** WORK TASK **
The line containing "region backed by" marks the end, so write out exactly every line from the top of the entries below through that one.

++++ SOURCE MATERIAL ++++

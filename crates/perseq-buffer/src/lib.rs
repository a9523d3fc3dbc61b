#![deny(unsafe_code)]
//! Persistent byte buffers with write-barrier semantics.
//!
//! A [`PersistentBuffer`] is a resizable, byte-addressable region backed by
//! stable storage. Writes are asynchronous with respect to the backing
//! media; the only ordering contract is [`PersistentBuffer::barrier`]:
//! every write issued before a barrier is durably ordered before every
//! write issued after it. How strictly a buffer honors barriers is
//! governed by its [`ProtectionLevel`].
//!
//! Buffers are single-writer. An advisory whole-file lock is held by the
//! file-backed variants for the lifetime of the handle, so a second open
//! of the same path fails rather than corrupting state.
//!
//! Variants:
//!
//! - [`MemoryBuffer`]: heap-backed scratch, no durability.
//! - [`DirectFileBuffer`]: positioned read/write syscalls, no mapping.
//! - [`MappedBuffer`]: one contiguous mapping, capacity up to 2^31 - 1.
//! - [`SegmentedMappedBuffer`]: 2^30-byte mapped segments for larger files.

mod file;
mod mapped;

pub use file::DirectFileBuffer;
pub use mapped::{
    MappedBuffer, SegmentedMappedBuffer, MAPPED_MAX_CAPACITY, SEGMENTED_MAX_CAPACITY,
};

use perseq_error::{PerseqError, Result};
use serde::{Deserialize, Serialize};
use std::io::{self, Read, Write};

/// Durability policy honored by a buffer.
///
/// Ordered from weakest to strongest so callers can compare levels
/// (`level >= ProtectionLevel::Barrier`).
#[derive(
    Debug, Clone, Copy, PartialEq, Eq, PartialOrd, Ord, Hash, Serialize, Deserialize, Default,
)]
pub enum ProtectionLevel {
    /// Writes and capacity changes fail.
    ReadOnly,
    /// Barriers are no-ops. For scratch and temporary data.
    None,
    /// Barriers order writes but the force flag may be ignored.
    #[default]
    Barrier,
    /// `barrier(true)` synchronously flushes to physical media.
    Force,
}

impl ProtectionLevel {
    /// Whether writes are permitted at this level.
    #[must_use]
    pub fn is_writable(self) -> bool {
        self != Self::ReadOnly
    }
}

/// Byte-addressable persistent storage with explicit write ordering.
///
/// Multi-byte integers are big-endian on disk regardless of host order.
/// Positions are absolute byte offsets in `[0, capacity)`. Growing via
/// [`set_capacity`](Self::set_capacity) zero-fills the new region.
pub trait PersistentBuffer {
    /// The durability policy this buffer enforces.
    fn protection_level(&self) -> ProtectionLevel;

    /// Current capacity in bytes.
    fn capacity(&self) -> Result<u64>;

    /// Grows or shrinks the buffer. New space reads as zeros.
    fn set_capacity(&mut self, new_capacity: u64) -> Result<()>;

    /// Reads at least one byte into `out`, returning the count read.
    fn get_some(&self, position: u64, out: &mut [u8]) -> Result<usize>;

    /// Writes all of `data` at `position`. Does not expand the buffer.
    fn put(&mut self, position: u64, data: &[u8]) -> Result<()>;

    /// Establishes a write-ordering boundary; see [`ProtectionLevel`] for
    /// how `force` is honored.
    fn barrier(&mut self, force: bool) -> Result<()>;

    /// Whether [`close`](Self::close) has been called.
    fn is_closed(&self) -> bool;

    /// Flushes (depending on the variant) and releases the backing file.
    /// Closing an already-closed buffer is a no-op.
    fn close(&mut self) -> Result<()>;

    /// Fills `out` completely, failing on a short read.
    fn get(&self, position: u64, out: &mut [u8]) -> Result<()> {
        let mut position = position;
        let mut out = out;
        while !out.is_empty() {
            let count = self.get_some(position, out)?;
            position += count as u64;
            out = &mut out[count..];
        }
        Ok(())
    }

    /// Reads one byte.
    fn get_u8(&self, position: u64) -> Result<u8> {
        let mut byte = [0u8; 1];
        self.get(position, &mut byte)?;
        Ok(byte[0])
    }

    /// Reads one byte as a boolean; any non-zero value is `true`.
    fn get_bool(&self, position: u64) -> Result<bool> {
        Ok(self.get_u8(position)? != 0)
    }

    /// Reads a big-endian `i32`.
    fn get_i32(&self, position: u64) -> Result<i32> {
        let mut bytes = [0u8; 4];
        self.get(position, &mut bytes)?;
        Ok(i32::from_be_bytes(bytes))
    }

    /// Reads a big-endian `i64`.
    fn get_i64(&self, position: u64) -> Result<i64> {
        let mut bytes = [0u8; 8];
        self.get(position, &mut bytes)?;
        Ok(i64::from_be_bytes(bytes))
    }

    /// Writes one byte.
    fn put_u8(&mut self, position: u64, value: u8) -> Result<()> {
        self.put(position, &[value])
    }

    /// Writes a big-endian `i32`.
    fn put_i32(&mut self, position: u64, value: i32) -> Result<()> {
        self.put(position, &value.to_be_bytes())
    }

    /// Writes a big-endian `i64`.
    fn put_i64(&mut self, position: u64, value: i64) -> Result<()> {
        self.put(position, &value.to_be_bytes())
    }

    /// Guarantees that `[position, position + len)` reads as zeros on
    /// return. Regions that already hold zeros are left untouched, which
    /// matters for flash wear and sparse files.
    fn ensure_zeros(&mut self, position: u64, len: u64) -> Result<()> {
        const CHUNK: usize = 4096;
        const ZEROS: [u8; CHUNK] = [0u8; CHUNK];
        let mut scratch = [0u8; CHUNK];
        let mut position = position;
        let mut remaining = len;
        while remaining > 0 {
            let step = CHUNK.min(usize::try_from(remaining).unwrap_or(CHUNK));
            self.get(position, &mut scratch[..step])?;
            if scratch[..step].iter().any(|byte| *byte != 0) {
                self.put(position, &ZEROS[..step])?;
            }
            position += step as u64;
            remaining -= step as u64;
        }
        Ok(())
    }

    /// A bounded read cursor over `[position, position + length)`.
    fn reader(&self, position: u64, length: u64) -> Result<BufferReader<'_, Self>>
    where
        Self: Sized,
    {
        check_range(position, length, self.capacity()?)?;
        Ok(BufferReader {
            buffer: self,
            position,
            remaining: length,
        })
    }

    /// A bounded write cursor over `[position, position + length)`.
    fn writer(&mut self, position: u64, length: u64) -> Result<BufferWriter<'_, Self>>
    where
        Self: Sized,
    {
        check_range(position, length, self.capacity()?)?;
        Ok(BufferWriter {
            buffer: self,
            position,
            remaining: length,
        })
    }
}

/// Fails with `CapacityExceeded` when `[position, position + len)` does not
/// fit inside `capacity`.
pub fn check_range(position: u64, len: u64, capacity: u64) -> Result<()> {
    match position.checked_add(len) {
        Some(end) if end <= capacity => Ok(()),
        _ => Err(PerseqError::CapacityExceeded { position, capacity }),
    }
}

impl PersistentBuffer for Box<dyn PersistentBuffer> {
    fn protection_level(&self) -> ProtectionLevel {
        (**self).protection_level()
    }

    fn capacity(&self) -> Result<u64> {
        (**self).capacity()
    }

    fn set_capacity(&mut self, new_capacity: u64) -> Result<()> {
        (**self).set_capacity(new_capacity)
    }

    fn get_some(&self, position: u64, out: &mut [u8]) -> Result<usize> {
        (**self).get_some(position, out)
    }

    fn put(&mut self, position: u64, data: &[u8]) -> Result<()> {
        (**self).put(position, data)
    }

    fn barrier(&mut self, force: bool) -> Result<()> {
        (**self).barrier(force)
    }

    fn is_closed(&self) -> bool {
        (**self).is_closed()
    }

    fn close(&mut self) -> Result<()> {
        (**self).close()
    }

    fn get(&self, position: u64, out: &mut [u8]) -> Result<()> {
        (**self).get(position, out)
    }

    fn get_u8(&self, position: u64) -> Result<u8> {
        (**self).get_u8(position)
    }

    fn get_bool(&self, position: u64) -> Result<bool> {
        (**self).get_bool(position)
    }

    fn get_i32(&self, position: u64) -> Result<i32> {
        (**self).get_i32(position)
    }

    fn get_i64(&self, position: u64) -> Result<i64> {
        (**self).get_i64(position)
    }

    fn put_u8(&mut self, position: u64, value: u8) -> Result<()> {
        (**self).put_u8(position, value)
    }

    fn put_i32(&mut self, position: u64, value: i32) -> Result<()> {
        (**self).put_i32(position, value)
    }

    fn put_i64(&mut self, position: u64, value: i64) -> Result<()> {
        (**self).put_i64(position, value)
    }

    fn ensure_zeros(&mut self, position: u64, len: u64) -> Result<()> {
        (**self).ensure_zeros(position, len)
    }
}

fn to_io_error(err: PerseqError) -> io::Error {
    match err {
        PerseqError::Io(io) => io,
        other => io::Error::other(other),
    }
}

/// Bounded read cursor over a buffer range.
///
/// Reading past the end returns `Ok(0)` from [`Read::read`]; `read_exact`
/// therefore reports `UnexpectedEof` deterministically.
#[derive(Debug)]
pub struct BufferReader<'a, B: ?Sized> {
    buffer: &'a B,
    position: u64,
    remaining: u64,
}

impl<B: PersistentBuffer + ?Sized> BufferReader<'_, B> {
    /// Bytes left before the cursor reaches its bound.
    #[must_use]
    pub fn remaining(&self) -> u64 {
        self.remaining
    }
}

impl<B: PersistentBuffer + ?Sized> Read for BufferReader<'_, B> {
    fn read(&mut self, out: &mut [u8]) -> io::Result<usize> {
        if out.is_empty() || self.remaining == 0 {
            return Ok(0);
        }
        let step = out
            .len()
            .min(usize::try_from(self.remaining).unwrap_or(usize::MAX));
        let count = self
            .buffer
            .get_some(self.position, &mut out[..step])
            .map_err(to_io_error)?;
        self.position += count as u64;
        self.remaining -= count as u64;
        Ok(count)
    }
}

/// Bounded write cursor over a buffer range.
///
/// Writing past the bound fails with a `StreamOverflow` wrapped in
/// `io::Error`; partial writes are never issued past the bound.
#[derive(Debug)]
pub struct BufferWriter<'a, B: ?Sized> {
    buffer: &'a mut B,
    position: u64,
    remaining: u64,
}

impl<B: PersistentBuffer + ?Sized> BufferWriter<'_, B> {
    /// Bytes left before the cursor reaches its bound.
    #[must_use]
    pub fn remaining(&self) -> u64 {
        self.remaining
    }
}

impl<B: PersistentBuffer + ?Sized> Write for BufferWriter<'_, B> {
    fn write(&mut self, data: &[u8]) -> io::Result<usize> {
        if data.is_empty() {
            return Ok(0);
        }
        let requested = data.len() as u64;
        if requested > self.remaining {
            return Err(io::Error::other(PerseqError::StreamOverflow {
                requested,
                remaining: self.remaining,
            }));
        }
        self.buffer.put(self.position, data).map_err(to_io_error)?;
        self.position += requested;
        self.remaining -= requested;
        Ok(data.len())
    }

    fn flush(&mut self) -> io::Result<()> {
        Ok(())
    }
}

/// Heap-backed buffer with no durability. Barriers are no-ops.
///
/// Used for scratch data and as the substrate under test wrappers.
#[derive(Debug)]
pub struct MemoryBuffer {
    data: Vec<u8>,
    protection_level: ProtectionLevel,
    closed: bool,
}

impl MemoryBuffer {
    /// An empty read-write scratch buffer at `ProtectionLevel::None`.
    #[must_use]
    pub fn new() -> Self {
        Self::with_protection_level(ProtectionLevel::None)
    }

    /// An empty buffer at the given protection level. `Barrier` and
    /// `Force` are accepted but behave as `None` since there is no
    /// backing media.
    #[must_use]
    pub fn with_protection_level(protection_level: ProtectionLevel) -> Self {
        Self {
            data: Vec::new(),
            protection_level,
            closed: false,
        }
    }

    fn check_open(&self) -> Result<()> {
        if self.closed {
            return Err(PerseqError::Closed);
        }
        Ok(())
    }
}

++++

** ANSWER TO THE EXERCISE **
filename crates/perseq-buffer/src/lib.rs
repository a9523d3fc3dbc61b
#![deny(unsafe_code)]
//! Persistent byte buffers with write-barrier semantics.
//!
//! A [`PersistentBuffer`] is a resizable, byte-addressable region backed by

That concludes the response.